● **PROBLEM STATEMENT**
Look through the material and tally each line bearing the word "SequenceExhausted". Give only the total.

● **DATASET RECORDS**
//! Error types for hostguard-journal

use std::path::PathBuf;

/// Result type for journal operations
pub type Result<T> = std::result::Result<T, JournalError>;

/// Errors that can occur in journal operations
#[derive(Debug, thiserror::Error)]
pub enum JournalError {
    /// A privileged operation was attempted on a journal opened without
    /// elevation
    #[error("{operation} requires administrative privilege")]
    Privilege { operation: &'static str },

    /// An event id that does not follow the `RRRRSSS` format
    #[error("Malformed event id '{id}': {reason}")]
    MalformedId { id: String, reason: String },

    /// A policy id that is not a 1 to 4 digit number
    #[error("Malformed policy id '{id}'")]
    MalformedPolicy { id: String },

    /// The id is already recorded with a different payload
    #[error("Event {id} is already recorded")]
    DuplicateEvent { id: String },

    /// No sequence numbers left for the policy
    #[error("Event sequence exhausted for policy {policy}")]
    SequenceExhausted { policy: String },

    /// Blank or otherwise unusable caller input
    #[error("Invalid input: {message}")]
    InvalidInput { message: String },

    /// No patch was recorded for the event
    #[error("No patch for event {id} at {path}")]
    PatchMissing { id: String, path: PathBuf },

    /// A patch did not match the file it was applied to
    #[error("Patch rejected for {path}: {reason}")]
    PatchRejected { path: PathBuf, reason: String },

    /// The file to revert does not exist
    #[error("Revert target does not exist: {path}")]
    TargetMissing { path: PathBuf },

    /// No archived copy exists for the path
    #[error("No archived copy of {path}")]
    ArchiveMissing { path: PathBuf },

    /// An external tool is missing or exited non-zero
    #[error("External tool {program} failed: {message}")]
    ExternalTool { program: String, message: String },

    /// The event store could not be encoded
    #[error("Event store error at {path}: {message}")]
    Store { path: PathBuf, message: String },

    // Transparent wrappers for underlying crate errors
    /// Filesystem error from hostguard-fs
    #[error(transparent)]
    Fs(#[from] hostguard_fs::Error),

    /// Command execution error from hostguard-exec
    #[error(transparent)]
    Exec(#[from] hostguard_exec::ExecError),
}

impl JournalError {
    pub(crate) fn invalid_input(message: impl Into<String>) -> Self {
        Self::InvalidInput {
            message: message.into(),
        }
    }

    /// True for errors caused by caller misuse.
    ///
    /// Misuse errors are returned to the caller; every other failure is
    /// logged by the journal and reported as `Ok(false)`.
    pub fn is_misuse(&self) -> bool {
        matches!(
            self,
            Self::Privilege { .. }
                | Self::MalformedId { .. }
                | Self::MalformedPolicy { .. }
                | Self::DuplicateEvent { .. }
                | Self::SequenceExhausted { .. }
        )
    }
}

● **THE ANSWER**
2